§ **Task objective**
From the entries below, return exactly the lines beginning at the one that contains "pub fn field_names(&self)" and ending at the one that contains "let mut record = R::default();", both of them included, and only those lines.

§ **Source data**
####
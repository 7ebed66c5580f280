//! # Records
//!
//! Composite types with named fields. The wire format carries no field names
//! or tags, only the concatenated field frames, so encoder and decoder must
//! agree on the field order from static type information alone. That order is
//! ascending by field name, independent of declaration order.
//!
//! A record's [`RecordLayout`] (the name-sorted list of field accessors) is
//! built once, on first use, and cached for the life of the process.
//!
//! ## Declaring a record
//! ```rust
//! use framewire::wire_record;
//!
//! #[derive(Debug, Default, PartialEq)]
//! struct Point {
//!     y: i32,
//!     x: i32,
//!     label: Option<String>,
//! }
//!
//! wire_record! {
//!     Point { y: i32, x: i32, label: Option<String> }
//! }
//!
//! // Frames are emitted as label, x, y
//! let codec = framewire::core::codec::Codec::plain();
//! let point = Point { y: 2, x: 1, label: Some("origin".into()) };
//! let bytes = codec.encode(&point).unwrap();
//! assert_eq!(codec.decode::<Point>(&bytes).unwrap(), point);
//! ```
//!
//! Records must implement `Default`: decoding fills a freshly constructed
//! instance, and a zero-length frame decodes to the default value.

use crate::core::frame::split_frames;
use crate::core::shape::{FrameReader, FrameWriter};
use crate::error::{constants, CodecError, Result};

/// Encodes one field of `R` as exactly one frame
pub type FieldWriter<R> = fn(&R, &mut FrameWriter<'_>) -> Result<()>;

/// Decodes one frame payload into a field of `R`
pub type FieldReader<R> = fn(&mut R, &[u8], &mut FrameReader<'_>) -> Result<()>;

/// A named field accessor pair
pub struct Field<R> {
    pub name: &'static str,
    pub write: FieldWriter<R>,
    pub read: FieldReader<R>,
}

/// Name-sorted field table for a record type
pub struct RecordLayout<R> {
    type_name: &'static str,
    fields: Vec<Field<R>>,
    duplicate: Option<&'static str>,
}

impl<R> RecordLayout<R> {
    /// Build a layout, sorting `fields` by name
    pub fn new(type_name: &'static str, mut fields: Vec<Field<R>>) -> Self {
        fields.sort_by(|a, b| a.name.cmp(b.name));
        let duplicate = fields
            .windows(2)
            .find(|pair| pair[0].name == pair[1].name)
            .map(|pair| pair[0].name);

        Self {
            type_name,
            fields,
            duplicate,
        }
    }

    /// Field names in wire order
    pub fn field_names(&self) -> impl Iterator<Item = &'static str> + '_ {
        self.fields.iter().map(|field| field.name)
    }

    /// Number of fields
    pub fn len(&self) -> usize {
        self.fields.len()
    }

    /// Whether the record has no fields
    pub fn is_empty(&self) -> bool {
        self.fields.is_empty()
    }

    fn check(&self) -> Result<()> {
        match self.duplicate {
            Some(name) => Err(CodecError::UnsupportedValue(format!(
                "{}: {}.{name}",
                constants::ERR_MALFORMED_RECORD,
                self.type_name
            ))),
            None => Ok(()),
        }
    }
}

/// A composite type with a cached, name-sorted field layout.
///
/// Implemented by [`wire_record!`](crate::wire_record).
pub trait Record: Default + Sized + 'static {
    fn layout() -> &'static RecordLayout<Self>;
}

/// Write every field of `record` in layout order
pub fn write_record<R: Record>(record: &R, w: &mut FrameWriter<'_>) -> Result<()> {
    let layout = R::layout();
    layout.check()?;
    for field in &layout.fields {
        (field.write)(record, w)?;
    }
    Ok(())
}

/// Rebuild a record from its composite payload
pub fn read_record<R: Record>(payload: &[u8], r: &mut FrameReader<'_>) -> Result<R> {
    let layout = R::layout();
    layout.check()?;

    let parts = split_frames(payload)?;
    check_frame_count(layout.type_name, layout.fields.len(), parts.len())?;

    let mut record = R::default();
    for (field, part) in layout.fields.iter().zip(parts) {
        (field.read)(&mut record, part, r)?;
    }
    Ok(record)
}

pub(crate) fn check_frame_count(type_name: &str, expected: usize, found: usize) -> Result<()> {
    if expected == found {
        return Ok(());
    }
    Err(CodecError::ShapeMismatch(format!(
        "{}: {type_name} expects {expected}, found {found}",
        constants::ERR_FIELD_COUNT
    )))
}

/// Declare one or more structs as records.
///
/// Each listed field is encoded in ascending name order. The struct must
/// implement `Default`, and every field type must implement
/// [`Shape`](crate::core::shape::Shape).
#[macro_export]
macro_rules! wire_record {
    ($($name:ident { $($field:ident : $ty:ty),* $(,)? })+) => {
        $(
            impl $crate::core::record::Record for $name {
                fn layout() -> &'static $crate::core::record::RecordLayout<Self> {
                    static LAYOUT: $crate::__private::Lazy<$crate::core::record::RecordLayout<$name>> =
                        $crate::__private::Lazy::new(|| {
                            $crate::core::record::RecordLayout::new(
                                ::std::stringify!($name),
                                ::std::vec![$(
                                    $crate::core::record::Field::<$name> {
                                        name: ::std::stringify!($field),
                                        write: |record, w| w.write_value(&record.$field),
                                        read: |record, payload, r| {
                                            record.$field = r.read_value::<$ty>(payload)?;
                                            ::std::result::Result::Ok(())
                                        },
                                    }
                                ),*],
                            )
                        });
                    &LAYOUT
                }
            }

            impl $crate::core::shape::Shape for $name {
                const KIND: $crate::core::shape::ShapeKind = $crate::core::shape::ShapeKind::Record;

                fn absent() -> $crate::error::Result<Self> {
                    ::std::result::Result::Ok(<Self as ::std::default::Default>::default())
                }

                fn write_payload(
                    &self,
                    w: &mut $crate::core::shape::FrameWriter<'_>,
                ) -> $crate::error::Result<()> {
                    $crate::core::record::write_record(self, w)
                }

                fn read_payload(
                    payload: &[u8],
                    r: &mut $crate::core::shape::FrameReader<'_>,
                ) -> $crate::error::Result<Self> {
                    $crate::core::record::read_record(payload, r)
                }
            }
        )+
    };
}
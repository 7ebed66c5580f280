//! # framewire
//!
//! A recursive, self-framing binary codec for object graphs.
//!
//! Every value becomes exactly one length-prefixed frame. Sequences and records
//! nest their elements and fields as concatenated sub-frames, so the stream
//! needs no tags or field names: the decoder rebuilds a value from the static
//! type it is asked for. The root frame is sealed with a 16-byte MD5 content
//! hash and the result is optionally compressed.
//!
//! ## Features
//! - **Shapes** for scalars, text, the standard collections, tuples and pointers
//! - **Records** declared with [`wire_record!`], fields written in name order
//! - **Converters** overriding the framing of any concrete type
//! - **Nesting ceiling** stopping cyclic and too-deep graphs
//! - **Pluggable compression** with LZ4 and Zstd providers
//! - **Transfer helpers** for moving buffers over tokio streams
//!
//! ## Example
//! ```rust
//! use framewire::{wire_record, Codec};
//!
//! #[derive(Debug, Default, PartialEq)]
//! struct Point {
//!     x: i32,
//!     y: i32,
//!     label: String,
//! }
//!
//! wire_record! {
//!     Point { x: i32, y: i32, label: String }
//! }
//!
//! # fn main() -> framewire::error::Result<()> {
//! let codec = Codec::default();
//! let point = Point { x: 3, y: -4, label: "origin".into() };
//! let bytes = codec.encode(&point)?;
//! assert_eq!(codec.decode::<Point>(&bytes)?, point);
//! # Ok(())
//! # }
//! ```

pub mod config;
pub mod core;
pub mod error;
pub mod transport;
pub mod utils;

pub use crate::core::codec::Codec;
pub use crate::core::record::{Record, RecordLayout};
pub use crate::core::registry::Registry;
pub use crate::core::shape::{FrameReader, FrameWriter, Shape, ShapeKind};
pub use crate::error::{CodecError, Result};
pub use crate::utils::compression::{BuiltinCompressor, CompressionKind, Compressor};

#[doc(hidden)]
pub mod __private {
    pub use once_cell::sync::Lazy;
}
####
§ **Reply to the task**
    pub fn field_names(&self) -> impl Iterator<Item = &'static str> + '_ {
        self.fields.iter().map(|field| field.name)
    }

    /// Number of fields
    pub fn len(&self) -> usize {
        self.fields.len()
    }

    /// Whether the record has no fields
    pub fn is_empty(&self) -> bool {
        self.fields.is_empty()
    }

    fn check(&self) -> Result<()> {
        match self.duplicate {
            Some(name) => Err(CodecError::UnsupportedValue(format!(
                "{}: {}.{name}",
                constants::ERR_MALFORMED_RECORD,
                self.type_name
            ))),
            None => Ok(()),
        }
    }
}

/// A composite type with a cached, name-sorted field layout.
///
/// Implemented by [`wire_record!`](crate::wire_record).
pub trait Record: Default + Sized + 'static {
    fn layout() -> &'static RecordLayout<Self>;
}

/// Write every field of `record` in layout order
pub fn write_record<R: Record>(record: &R, w: &mut FrameWriter<'_>) -> Result<()> {
    let layout = R::layout();
    layout.check()?;
    for field in &layout.fields {
        (field.write)(record, w)?;
    }
    Ok(())
}

/// Rebuild a record from its composite payload
pub fn read_record<R: Record>(payload: &[u8], r: &mut FrameReader<'_>) -> Result<R> {
    let layout = R::layout();
    layout.check()?;

    let parts = split_frames(payload)?;
    check_frame_count(layout.type_name, layout.fields.len(), parts.len())?;

    let mut record = R::default();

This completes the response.